Dalam hidup, ada beberappa
cuplikan episode yang dengan indah Ia rangkai untuk kita bisa belajar. Belajar
mengambil percikan kebenaran, atau bahkan, belajar mengenali suatu kesalahan.
Setelah menghabiskan berminggu-minggu
untuk merenungkan dan mereduksi segala yang terjadi dalam hidupku saat ini,
yang hanya dalam kurun waktu singkat aku mengalami goncangan-goncangan yang hampir
membuatku patah. Aku habiskan waktu hanya untuk mengasihani diriku sendiri,
mengasiani segala kelemahan-kelemahan atau lebih tepat kemalasan yang
sebenarnya harus aku tepis jauh-jauh. Aku mengalihkan segala fokusku untuk
memikirkan hal-hal yang lebih membahagiakanku, padahal itu hanya bahagia semu,
karena dibelakang aku masih menyimpan beban yang merupakan bom waktu yang akan
siap meledak kapanpun ia mau. Entah kenapa, aku yang terbiasa menghadapi ini
justu lari dari kenyataan. Memalukan, aku minta dikasiani atas hal-hal yang
menimpaku, padahal harusnya aku yang ada didepan untuk menguatkan. aku menjerit
tak mau menghadapinya, orang macam apa aku ini. Aku merasa sendiri, tak sanggup
menghadapinya, padahal harusnya yakin kalau Allah itu membersamai dalam setiap langkah,
apakah aku melupakan bahwa Allah itu tidak akan memberikan cobaan diluar batas
kemampuan hambaNYA. Seolah-olah tak ada yang mau mengerti, padahal aku sendiri
yang berkomitmen untuk tak membaginya pada dunia. Orang macam apa aku ini.
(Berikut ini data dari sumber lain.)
use serde::{Deserialize, Serialize};
use serde_json::{Map, Value as JsonValue};
use std::path::{Path, PathBuf};

use crate::error::VdoCipherError;
use crate::validation::validate_import_url;

/// Filters and pagination for `GET /videos`.
#[derive(Debug, Clone, Default, PartialEq, Serialize, Deserialize)]
#[serde(rename_all = "camelCase")]
pub struct VideoListQuery {
    pub page: Option<u32>,
    /// Videos per page (server default 20, max 100)
    pub limit: Option<u32>,
    /// Comma-separated, case-sensitive tag filter
    pub tags: Option<String>,
    /// Search on video id or title
    pub q: Option<String>,
    /// Folder to list; "root" for top-level
    pub folder_id: Option<String>,
}

impl VideoListQuery {
    pub fn to_query(&self) -> Vec<(&'static str, String)> {
        let mut query: Vec<(&'static str, String)> = Vec::new();
        if let Some(page) = self.page {
            query.push(("page", page.to_string()));
        }
        if let Some(limit) = self.limit {
            query.push(("limit", limit.to_string()));
        }
        if let Some(tags) = &self.tags {
            query.push(("tags", tags.clone()));
        }
        if let Some(q) = &self.q {
            query.push(("q", q.clone()));
        }
        if let Some(folder_id) = &self.folder_id {
            query.push(("folderId", folder_id.clone()));
        }
        query
    }
}

/// Body of `PUT /videos/importUrl`.
#[derive(Debug, Clone, PartialEq, Serialize)]
#[serde(rename_all = "camelCase")]
pub struct ImportUrlRequest {
    pub url: String,
    #[serde(skip_serializing_if = "Option::is_none")]
    pub folder_id: Option<String>,
    #[serde(skip_serializing_if = "Option::is_none")]
    pub title: Option<String>,
}

impl ImportUrlRequest {
    /// Validates the URL; empty folder ids and titles are dropped.
    pub fn new(
        url: &str,
        folder_id: Option<&str>,
        title: Option<&str>,
    ) -> Result<Self, VdoCipherError> {
        validate_import_url(url)?;

        Ok(Self {
            url: url.to_string(),
            folder_id: folder_id.filter(|s| !s.is_empty()).map(str::to_string),
            title: title.filter(|s| !s.is_empty()).map(str::to_string),
        })
    }
}

/// Upload slot returned by `PUT /videos`.
#[derive(Debug, Clone, PartialEq, Serialize, Deserialize)]
#[serde(rename_all = "camelCase")]
pub struct UploadCredentials {
    /// Signed form fields plus `uploadLink`
    pub client_payload: Map<String, JsonValue>,
    pub video_id: String,
}

impl UploadCredentials {
    pub fn upload_link(&self) -> Option<&str> {
        self.client_payload
            .get("uploadLink")
            .and_then(|link| link.as_str())
    }

    /// Form fields to post alongside the file, without `uploadLink`.
    pub fn form_fields(&self) -> Vec<(String, String)> {
        upload_form_fields(&self.client_payload)
    }
}

/// Flatten a client payload into multipart text fields, dropping `uploadLink`.
pub fn upload_form_fields(payload: &Map<String, JsonValue>) -> Vec<(String, String)> {
    payload
        .iter()
        .filter(|(key, _)| key.as_str() != "uploadLink")
        .map(|(key, value)| {
            let value = match value {
                JsonValue::String(s) => s.clone(),
                other => other.to_string(),
            };
            (key.clone(), value)
        })
        .collect()
}

/// A local video file to upload.
#[derive(Debug, Clone, PartialEq)]
pub struct UploadFile {
    pub path: PathBuf,
    pub file_name: Option<String>,
    pub content_type: Option<String>,
}

impl UploadFile {
    pub fn from_path(path: impl Into<PathBuf>) -> Self {
        Self {
            path: path.into(),
            file_name: None,
            content_type: None,
        }
    }

    pub fn with_file_name(mut self, file_name: impl Into<String>) -> Self {
        self.file_name = Some(file_name.into());
        self
    }

    pub fn with_content_type(mut self, content_type: impl Into<String>) -> Self {
        self.content_type = Some(content_type.into());
        self
    }

    /// Name reported to the upload endpoint; defaults to the path's file name.
    pub fn file_name(&self) -> String {
        self.file_name.clone().unwrap_or_else(|| {
            self.path
                .file_name()
                .and_then(|n| n.to_str())
                .unwrap_or("video.mp4")
                .to_string()
        })
    }

    /// Content type of the file part; guessed from the extension when not set.
    pub fn content_type(&self) -> String {
        self.content_type
            .clone()
            .unwrap_or_else(|| content_type_for(&self.path).to_string())
    }
}

fn content_type_for(path: &Path) -> &'static str {
    let extension = path
        .extension()
        .and_then(|e| e.to_str())
        .map(|e| e.to_lowercase())
        .unwrap_or_default();

    match extension.as_str() {
        "mp4" => "video/mp4",
        "webm" => "video/webm",
        "mov" => "video/quicktime",
        "avi" => "video/x-msvideo",
        "mkv" => "video/x-matroska",
        "m4v" => "video/x-m4v",
        "mp3" => "audio/mpeg",
        "m4a" => "audio/mp4",
        "wav" => "audio/wav",
        _ => "application/octet-stream",
    }
}

/// Result of posting a file to the upload link.
///
/// Only HTTP 201 counts as success; the raw body is kept for diagnostics.
#[derive(Debug, Clone, PartialEq, Serialize, Deserialize)]
pub struct UploadOutcome {
    pub success: bool,
    pub status: u16,
    pub raw: String,
}

impl UploadOutcome {
    pub fn from_status(status: u16, raw: String) -> Self {
        Self {
            success: status == 201,
            status,
            raw,
        }
    }
}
Hanya bisa sembunyi dan minta belas kasihan orang lain, berpura-pura
mengalihkan topik agar aku lupa pada bom waktu yang aku simpan. Aku membiarkan
orang-orang yang aku kasihi berjuang sendiri menanggung perih yang mungkin akan
mengendap dan membinasakan. Orang macam apa aku ini. Mengeluh dan mengeluh,
mengasiani diri sendiri yang tidak ada gunanya sama sekali. Dalam hati yang
terdalam, sungguh aku ingin bangkit dan menghadapinnya, tapi kenapa aku begitu
lemah dan malas. Orang macam apa aku ini.
Subuh ini aku membaca sebuah artikel, dan tak tau kenapa batinku terasa terkoyak saat sampai pada kalimat “Jika ia memang beriman, dengan sebenar-benar dan seyakin-yakinnya iman, maka tidaklah pantas ia memilih untuk mensia-siakan kehidupan yang telah diberikan.”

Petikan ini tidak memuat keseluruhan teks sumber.